This is a lament we hear often at Mountaintrails, sometimes spoken in frustration, sometimes in anger, and most often at the end of a wet day.
So why is our precious waterproof clothing failing to perform? In many cases it is because we are simply asking too much of it.
The techi bit….
So called ‘breathable’ fabrics have a micro pore membrane bonded to a hardwearing outer layer. This membrane allows water vapour to pass through, but not liquid water. This in turn means that the moisture you produce when working hard is allowed to escape, whilst preventing rain from penetrating your garment.
The ‘breathability’, or Moisture Vapour Transmission Rate (MVTR), is measured in laboratory conditions over a 24 hour period. Manufacturers can then make claims about their materials based on these results.
The issue is we are not in a laboratory, we are slogging our way up a damp hillside, and our own transmission rates vary considerably, depending on our activity levels and metabolism, amongst other things.
Exercise vigorously on a wet and humid day and your body will pump out a lot of moisture, much more than the ‘breathable’ fabric of your waterproofs can cope with. Water vapour will condense on the inside of your jacket and your clothing will begin to feel damp. You might think your waterproof is leaking, but it is not, it’s coming from you.
For the water vapour to escape effectively it is important that the outer surface of the material is not saturated with water. To prevent this your jacket is treated with a DWR coating (Durable Water Repellancy), but this coating wears off over time and needs to be replaced. If your jacket is no longer ‘beading’, i.e. the water is forming into small droplets and running off the surface, then it is likely to become saturated, and will ‘wet out’.
This will slow the MVTR and lead to more condensation on the inside of your clothing.
In addition, humans are not well designed for waterproof layers, any clothing has to have holes in it to accommodate our head, hands and legs, and water can enter through these holes resulting in us getting even wetter!

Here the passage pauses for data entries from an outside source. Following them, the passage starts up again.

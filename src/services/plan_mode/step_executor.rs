//! Step Executor
//!
//! Walks a plan's steps strictly in order, one at a time. Two strategies share
//! the `run` entry point:
//! - `Normal`: confirm risky steps, dispatch each operation, record results,
//!   honor pause/cancel between steps, stop on a failed high-risk step
//! - `RecordOnly`: dispatch nothing; stage one "recorded" result per step with
//!   a parameter summary and time estimate, for a later confirm-and-run
//!
//! Callback errors and panics become failed step results; `run` itself never
//! fails.

use std::any::Any;
use std::collections::VecDeque;
use std::panic::AssertUnwindSafe;
use std::sync::Arc;
use std::time::Instant;

use futures_util::FutureExt;
use serde::{Deserialize, Serialize};
use serde_json::Value;
use tracing::{debug, info, warn};

use office_copilot_core::{OperationArgs, OperationExecutor, StepConfirmer};

use crate::models::plan::{Plan, PlanStatus, PlanStep, StepResult, StepStatus};
use crate::models::settings::ExecutorConfig;

use super::control::ExecutionControl;

/// Execution strategy for `StepExecutor::run`.
#[derive(Debug, Clone, Copy, PartialEq, Eq, Default, Serialize, Deserialize)]
#[serde(rename_all = "snake_case")]
pub enum ExecutionMode {
    #[default]
    Normal,
    RecordOnly,
}

/// Outcome of one `run`.
#[derive(Debug, Clone, Serialize, Deserialize)]
#[serde(rename_all = "camelCase")]
pub struct ExecutionReport {
    pub mode: ExecutionMode,
    /// No step failed and the run was neither cancelled nor halted
    pub success: bool,
    /// Steps that reached a terminal status during this run
    pub completed_count: usize,
    /// Steps whose operation succeeded during this run
    pub succeeded_count: usize,
    pub results: Vec<StepResult>,
    pub cancelled: bool,
    /// Step whose failure stopped the run
    #[serde(default, skip_serializing_if = "Option::is_none")]
    pub halted_at: Option<String>,
}

impl ExecutionReport {
    pub fn empty(mode: ExecutionMode) -> Self {
        Self {
            mode,
            success: false,
            completed_count: 0,
            succeeded_count: 0,
            results: Vec::new(),
            cancelled: false,
            halted_at: None,
        }
    }
}

/// Outcome of `StepExecutor::undo`.
#[derive(Debug, Clone, Default, Serialize, Deserialize)]
#[serde(rename_all = "camelCase")]
pub struct UndoReport {
    pub attempted: usize,
    /// Step ids reverted, most recent first
    pub undone: Vec<String>,
    /// `"<step id>: <error>"` for each failed undo
    pub errors: Vec<String>,
}

/// Synchronous progress callbacks, fired in scheduling order.
///
/// Each step gets `on_step_start` followed by exactly one of
/// complete/failed/skipped.
pub trait ExecutionObserver: Send + Sync {
    fn on_step_start(&self, _step: &PlanStep) {}
    fn on_step_complete(&self, _step: &PlanStep, _result: &StepResult) {}
    fn on_step_failed(&self, _step: &PlanStep, _result: &StepResult) {}
    fn on_step_skipped(&self, _step: &PlanStep, _result: &StepResult) {}
    fn on_plan_complete(&self, _plan: &Plan, _report: &ExecutionReport) {}
    fn on_plan_cancelled(&self, _plan: &Plan, _report: &ExecutionReport) {}
    /// A failed step at or above the halt threshold stopped the run
    fn on_plan_halted(&self, _plan: &Plan, _report: &ExecutionReport) {}
}

pub struct StepExecutor {
    executor: Arc<dyn OperationExecutor>,
    confirmer: Option<Arc<dyn StepConfirmer>>,
    observer: Option<Arc<dyn ExecutionObserver>>,
    control: ExecutionControl,
    config: ExecutorConfig,
    /// Undoable results, oldest first, capped at `max_undo_history`
    history: VecDeque<StepResult>,
}

impl StepExecutor {
    pub fn new(executor: Arc<dyn OperationExecutor>, config: ExecutorConfig) -> Self {
        Self {
            executor,
            confirmer: None,
            observer: None,
            control: ExecutionControl::new(),
            config,
            history: VecDeque::new(),
        }
    }

    /// Without a confirmer every step runs regardless of `needs_confirmation`.
    pub fn with_confirmer(mut self, confirmer: Arc<dyn StepConfirmer>) -> Self {
        self.confirmer = Some(confirmer);
        self
    }

    pub fn with_observer(mut self, observer: Arc<dyn ExecutionObserver>) -> Self {
        self.observer = Some(observer);
        self
    }

    pub fn with_control(mut self, control: ExecutionControl) -> Self {
        self.control = control;
        self
    }

    pub fn set_executor(&mut self, executor: Arc<dyn OperationExecutor>) {
        self.executor = executor;
    }

    pub fn set_confirmer(&mut self, confirmer: Option<Arc<dyn StepConfirmer>>) {
        self.confirmer = confirmer;
    }

    pub fn control(&self) -> &ExecutionControl {
        &self.control
    }

    /// Results that `undo` can still revert, oldest first.
    pub fn history(&self) -> &VecDeque<StepResult> {
        &self.history
    }

    /// Keep an undoable result without its payload, dropping the oldest
    /// entries past the cap.
    fn remember(&mut self, result: &StepResult) {
        self.history.push_back(StepResult {
            data: None,
            ..result.clone()
        });
        while self.history.len() > self.config.max_undo_history {
            if let Some(dropped) = self.history.pop_front() {
                debug!(step_id = %dropped.step_id, "Dropped oldest undo entry");
            }
        }
    }

    pub async fn run(&mut self, plan: &mut Plan, mode: ExecutionMode) -> ExecutionReport {
        match mode {
            ExecutionMode::Normal => self.run_normal(plan).await,
            ExecutionMode::RecordOnly => self.run_record_only(plan),
        }
    }

    fn run_record_only(&self, plan: &Plan) -> ExecutionReport {
        let results: Vec<StepResult> = plan
            .steps
            .iter()
            .map(|step| {
                let summary =
                    parameter_summary(&step.operation_args, self.config.summary_value_max_chars);
                StepResult::recorded(step, summary, step.estimated_time_ms)
            })
            .collect();
        debug!(plan_id = %plan.id, steps = results.len(), "Recorded plan without executing");

        ExecutionReport {
            success: true,
            results,
            ..ExecutionReport::empty(ExecutionMode::RecordOnly)
        }
    }

    async fn run_normal(&mut self, plan: &mut Plan) -> ExecutionReport {
        let mut report = ExecutionReport::empty(ExecutionMode::Normal);
        let mut any_failed = false;

        plan.set_status(PlanStatus::Executing);
        info!(plan_id = %plan.id, steps = plan.steps.len(), "Starting plan execution");

        for index in 0..plan.steps.len() {
            if plan.steps[index].status.is_terminal() {
                plan.advance_to(index + 1);
                continue;
            }
            if !self.control.wait_until_runnable().await {
                info!(plan_id = %plan.id, step_index = index, "Execution cancelled");
                report.cancelled = true;
                break;
            }
            plan.advance_to(index);

            let step = &mut plan.steps[index];
            let (status, result) = self.process_step(step).await;
            step.finish(status, result.clone());
            self.notify_step(step, &result);

            report.completed_count += 1;
            match status {
                StepStatus::Completed => {
                    report.succeeded_count += 1;
                    if result.is_undoable() {
                        self.remember(&result);
                    }
                }
                StepStatus::Failed => any_failed = true,
                _ => {}
            }
            let halt = status == StepStatus::Failed
                && step.risk_level >= self.config.halt_on_failure_at;
            let step_id = step.id.clone();
            report.results.push(result);
            plan.advance_to(index + 1);

            if halt {
                warn!(plan_id = %plan.id, step_id = %step_id, "High-risk step failed, halting plan");
                report.halted_at = Some(step_id);
                break;
            }
        }

        report.success = !any_failed && !report.cancelled && report.halted_at.is_none();

        if report.cancelled {
            plan.set_status(PlanStatus::Cancelled);
            if let Some(observer) = &self.observer {
                observer.on_plan_cancelled(plan, &report);
            }
        } else if report.halted_at.is_some() {
            if let Some(observer) = &self.observer {
                observer.on_plan_halted(plan, &report);
            }
        } else {
            plan.set_status(PlanStatus::Completed);
            if let Some(observer) = &self.observer {
                observer.on_plan_complete(plan, &report);
            }
        }
        info!(
            plan_id = %plan.id,
            completed = report.completed_count,
            succeeded = report.succeeded_count,
            cancelled = report.cancelled,
            success = report.success,
            "Plan execution finished"
        );
        report
    }

    async fn process_step(&self, step: &mut PlanStep) -> (StepStatus, StepResult) {
        step.status = StepStatus::Running;
        if let Some(observer) = &self.observer {
            observer.on_step_start(step);
        }
        debug!(step_id = %step.id, operation = %step.operation_name, "Starting step");

        if step.needs_confirmation {
            if let Some(confirmer) = &self.confirmer {
                let request = step.confirmation_request();
                let decision = AssertUnwindSafe(confirmer.confirm(&request))
                    .catch_unwind()
                    .await;
                match decision {
                    Ok(Ok(true)) => {}
                    Ok(Ok(false)) => {
                        info!(step_id = %step.id, "Step skipped, confirmation declined");
                        return (StepStatus::Skipped, StepResult::skipped(step));
                    }
                    Ok(Err(e)) => {
                        let message = format!("Confirmation failed: {e}");
                        return (
                            StepStatus::Failed,
                            StepResult::executed(step, false, message, None, 0, None),
                        );
                    }
                    Err(panic) => {
                        let message = format!("Confirmation failed: {}", panic_message(panic));
                        return (
                            StepStatus::Failed,
                            StepResult::executed(step, false, message, None, 0, None),
                        );
                    }
                }
            }
        }

        let started = Instant::now();
        let outcome = AssertUnwindSafe(
            self.executor
                .execute(&step.operation_name, &step.operation_args),
        )
        .catch_unwind()
        .await;
        let elapsed_ms = started.elapsed().as_millis() as u64;

        let result = match outcome {
            Ok(Ok(outcome)) => StepResult::executed(
                step,
                outcome.success,
                outcome.message,
                outcome.data,
                elapsed_ms,
                outcome.undo,
            ),
            Ok(Err(e)) => StepResult::executed(step, false, e.to_string(), None, elapsed_ms, None),
            Err(panic) => {
                StepResult::executed(step, false, panic_message(panic), None, elapsed_ms, None)
            }
        };
        let status = if result.success {
            StepStatus::Completed
        } else {
            warn!(step_id = %step.id, operation = %step.operation_name, "Step failed: {}", result.message);
            StepStatus::Failed
        };
        (status, result)
    }

    fn notify_step(&self, step: &PlanStep, result: &StepResult) {
        let Some(observer) = &self.observer else {
            return;
        };
        match step.status {
            StepStatus::Completed => observer.on_step_complete(step, result),
            StepStatus::Failed => observer.on_step_failed(step, result),
            StepStatus::Skipped => observer.on_step_skipped(step, result),
            StepStatus::Pending | StepStatus::Running => {}
        }
    }

    /// Revert up to `count` of the most recent undoable results.
    ///
    /// Best effort: a failed undo is recorded and the walk continues.
    pub async fn undo(&mut self, count: usize) -> UndoReport {
        let mut report = UndoReport::default();
        while report.attempted < count {
            let Some(result) = self.history.pop_back() else {
                break;
            };
            let Some(handle) = result.undo.as_ref() else {
                continue;
            };
            report.attempted += 1;

            match AssertUnwindSafe(handle.undo()).catch_unwind().await {
                Ok(Ok(())) => {
                    debug!(step_id = %result.step_id, "Undid step");
                    report.undone.push(result.step_id.clone());
                }
                Ok(Err(e)) => {
                    warn!(step_id = %result.step_id, "Undo failed: {e}");
                    report.errors.push(format!("{}: {e}", result.step_id));
                }
                Err(panic) => {
                    let message = panic_message(panic);
                    warn!(step_id = %result.step_id, "Undo failed: {message}");
                    report.errors.push(format!("{}: {message}", result.step_id));
                }
            }
        }
        report
    }
}

/// `"find: A, replace: B"`, with long values truncated.
fn parameter_summary(args: &OperationArgs, max_chars: usize) -> String {
    if args.is_empty() {
        return "no parameters".to_string();
    }
    args.iter()
        .map(|(key, value)| {
            let text = match value {
                Value::String(s) => s.clone(),
                other => other.to_string(),
            };
            format!("{key}: {}", truncate(&text, max_chars))
        })
        .collect::<Vec<_>>()
        .join(", ")
}

fn truncate(text: &str, max_chars: usize) -> String {
    if text.chars().count() <= max_chars {
        return text.to_string();
    }
    let head: String = text.chars().take(max_chars).collect();
    format!("{head}...")
}

fn panic_message(payload: Box<dyn Any + Send>) -> String {
    if let Some(s) = payload.downcast_ref::<&str>() {
        (*s).to_string()
    } else if let Some(s) = payload.downcast_ref::<String>() {
        s.clone()
    } else {
        "operation panicked".to_string()
    }
}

So what can we do to try and stay dry…?
First and foremost, don’t wear your waterproof jacket if it’s not raining. I see so many waterproof jackets being used solely for insulation and wind proofing, and this leads to a build-up of condensation as described above.
Far better to wear a ‘softshell’ jacket. This is essentially a jacket that offers a degree of insulation, can be fully windproof, and will allow moisture to pass through, (in both directions). None of your moisture will condense on the inside and you will feel much more comfortable. Some softshell jackets are designed to keep out a light shower, but might be less ‘breathable’ as a result. The Buffalo is a good example of this.
However, when it starts to rain you must exchange your soft shell for your waterproof shell.
If you have to put on your waterproofs then be sure to remove a layer first, by adding an extra layer you are adding more insulation and will be getting warmer. This will lead to more water vapour being produced by your body and will put extra pressure on the waterproof membrane to perform, resulting in more condensation inside your clothing.
Wash and reproof your jacket regularly…
When the DWR layer wears off and the rain water no longer ‘beads’ on the outside of your jacket it will become saturated or ‘wet out’.
This layer of water on the outside of your jacket will impede the movement of water vapour through the membrane, and more condensation inside your clothing will result, making you feel wetter.
Reproof your waterproof clothing with NikWax Wash-In, or a similar product, on a regular basis. The more you use your jacket the more often you should treat it.
Check on the build quality of your jacket and pants…
The material may be waterproof but rain can still penetrate through seams, pockets, zips and those large openings for your head and hands!
Check that the seams are sealed, or ‘taped’, some top end jackets now have welded seams.
Consider waterproof zips when you purchase your waterproofs, these are much better than conventional zips, though more expensive.
Make sure the hood fits well around your head and can be pulled in tight without impeding vision. Check that the cuffs are adjustable, and can be closed down with Velcro to reduce water ingress.
Avoid cotton T shirts and underclothes…
Cotton will absorb up to 25 times its’ own weight in water, and the hollow fibres of cotton won’t release it easily, so it stays with you and makes you feel cold and clammy. In colder conditions this can also increase the risk of hypothermia.
By wearing synthetic wicking layers the moisture your body produce will be moved to your outer layers and away from your skin, making you feel much more comfortable.
It is not possible to stay completely dry when battling through horizontal rain on a windswept mountain, but by caring for your waterproof clothing and using it appropriately you can stay comfortable, if a little damp, even in the worst of weather.